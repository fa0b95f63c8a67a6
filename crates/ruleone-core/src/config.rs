//! Environment driven settings.
//!
//! Every variable carries the `RULEONE_` prefix. The Alpha Vantage key also
//! falls back to the unprefixed `ALPHAVANTAGE_API_KEY`.

use std::env;
use std::fmt::{Display, Formatter};
use std::str::FromStr;
use std::time::Duration;

use thiserror::Error;

use crate::http_client::DEFAULT_USER_AGENTS;
use crate::ProviderId;

pub const ENV_PREFIX: &str = "RULEONE_";

#[derive(Debug, Clone, Copy, PartialEq, Eq, Default)]
pub enum LogFormat {
    #[default]
    Text,
    Json,
}

impl Display for LogFormat {
    fn fmt(&self, f: &mut Formatter<'_>) -> std::fmt::Result {
        f.write_str(match self {
            Self::Text => "text",
            Self::Json => "json",
        })
    }
}

impl FromStr for LogFormat {
    type Err = String;

    fn from_str(value: &str) -> Result<Self, Self::Err> {
        match value.trim().to_ascii_lowercase().as_str() {
            "text" => Ok(Self::Text),
            "json" => Ok(Self::Json),
            other => Err(format!("expected 'text' or 'json', got '{other}'")),
        }
    }
}

#[derive(Debug, Error, Clone, PartialEq, Eq)]
pub enum ConfigError {
    #[error("invalid value for {variable}: {reason}")]
    InvalidValue { variable: String, reason: String },
}

impl ConfigError {
    fn invalid(variable: &str, reason: impl Into<String>) -> Self {
        Self::InvalidValue {
            variable: variable.to_owned(),
            reason: reason.into(),
        }
    }
}

#[derive(Debug, Clone, PartialEq)]
pub struct Settings {
    pub alphavantage_api_key: Option<String>,
    pub max_concurrent_requests: usize,
    pub request_deadline: Duration,
    pub http_timeout: Duration,
    pub http_max_retries: u32,
    /// Zero disables the record cache.
    pub cache_ttl: Duration,
    pub growth_sources: Vec<ProviderId>,
    pub alphavantage_quota_per_minute: u32,
    pub user_agents: Vec<String>,
    pub log_level: String,
    pub log_format: LogFormat,
    pub default_ticker: String,
}

impl Default for Settings {
    fn default() -> Self {
        Self {
            alphavantage_api_key: None,
            max_concurrent_requests: 10,
            request_deadline: Duration::from_millis(20_000),
            http_timeout: Duration::from_millis(10_000),
            http_max_retries: 2,
            cache_ttl: Duration::from_secs(300),
            growth_sources: vec![ProviderId::Yahoo, ProviderId::Zacks],
            alphavantage_quota_per_minute: 5,
            user_agents: DEFAULT_USER_AGENTS
                .iter()
                .map(|agent| (*agent).to_owned())
                .collect(),
            log_level: String::from("warn"),
            log_format: LogFormat::Text,
            default_ticker: String::from("NVDA"),
        }
    }
}

impl Settings {
    pub fn from_env() -> Result<Self, ConfigError> {
        Self::from_lookup(|name| env::var(name).ok())
    }

    /// Builds settings from an arbitrary variable source. Unset and blank
    /// variables keep their defaults.
    pub fn from_lookup<F>(lookup: F) -> Result<Self, ConfigError>
    where
        F: Fn(&str) -> Option<String>,
    {
        let value = |name: &str| {
            lookup(&format!("{ENV_PREFIX}{name}"))
                .map(|value| value.trim().to_owned())
                .filter(|value| !value.is_empty())
        };
        let mut settings = Self::default();

        settings.alphavantage_api_key = value("ALPHAVANTAGE_API_KEY").or_else(|| {
            lookup("ALPHAVANTAGE_API_KEY")
                .map(|key| key.trim().to_owned())
                .filter(|key| !key.is_empty())
        });

        if let Some(raw) = value("MAX_CONCURRENT_REQUESTS") {
            settings.max_concurrent_requests = parse_positive("MAX_CONCURRENT_REQUESTS", &raw)?;
        }
        if let Some(raw) = value("REQUEST_DEADLINE_MS") {
            settings.request_deadline =
                Duration::from_millis(parse_positive("REQUEST_DEADLINE_MS", &raw)?);
        }
        if let Some(raw) = value("HTTP_TIMEOUT_MS") {
            settings.http_timeout = Duration::from_millis(parse_positive("HTTP_TIMEOUT_MS", &raw)?);
        }
        if let Some(raw) = value("HTTP_MAX_RETRIES") {
            settings.http_max_retries = parse("HTTP_MAX_RETRIES", &raw)?;
        }
        if let Some(raw) = value("CACHE_TTL_SECS") {
            settings.cache_ttl = Duration::from_secs(parse("CACHE_TTL_SECS", &raw)?);
        }
        if let Some(raw) = value("GROWTH_SOURCES") {
            settings.growth_sources = ProviderId::parse_list(&raw).map_err(|error| {
                ConfigError::invalid(&prefixed("GROWTH_SOURCES"), error.to_string())
            })?;
        }
        if let Some(raw) = value("ALPHAVANTAGE_QUOTA_PER_MINUTE") {
            settings.alphavantage_quota_per_minute =
                parse_positive("ALPHAVANTAGE_QUOTA_PER_MINUTE", &raw)?;
        }
        if let Some(raw) = value("USER_AGENTS") {
            let agents: Vec<String> = serde_json::from_str(&raw).map_err(|error| {
                ConfigError::invalid(
                    &prefixed("USER_AGENTS"),
                    format!("expected a JSON list of strings: {error}"),
                )
            })?;
            let agents = agents
                .into_iter()
                .map(|agent| agent.trim().to_owned())
                .filter(|agent| !agent.is_empty())
                .collect::<Vec<_>>();
            if agents.is_empty() {
                return Err(ConfigError::invalid(&prefixed("USER_AGENTS"), "list is empty"));
            }
            settings.user_agents = agents;
        }
        if let Some(raw) = value("LOG_LEVEL") {
            settings.log_level = raw;
        }
        if let Some(raw) = value("LOG_FORMAT") {
            settings.log_format = raw
                .parse()
                .map_err(|reason: String| ConfigError::invalid(&prefixed("LOG_FORMAT"), reason))?;
        }
        if let Some(raw) = value("DEFAULT_TICKER") {
            settings.default_ticker = raw;
        }

        Ok(settings)
    }
}

fn prefixed(name: &str) -> String {
    format!("{ENV_PREFIX}{name}")
}

fn parse<T>(name: &str, raw: &str) -> Result<T, ConfigError>
where
    T: FromStr,
    T::Err: Display,
{
    raw.parse()
        .map_err(|error: T::Err| ConfigError::invalid(&prefixed(name), format!("'{raw}': {error}")))
}

fn parse_positive<T>(name: &str, raw: &str) -> Result<T, ConfigError>
where
    T: FromStr + Default + PartialOrd,
    T::Err: Display,
{
    let value = parse::<T>(name, raw)?;
    if value <= T::default() {
        return Err(ConfigError::invalid(&prefixed(name), "must be greater than zero"));
    }
    Ok(value)
}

__________________________________________________

• [Task objective] With "FromStr" as the word to match, copy each line of the records that has it.

• [Response]
use std::str::FromStr;
impl FromStr for LogFormat {
    T: FromStr,
    T: FromStr + Default + PartialOrd,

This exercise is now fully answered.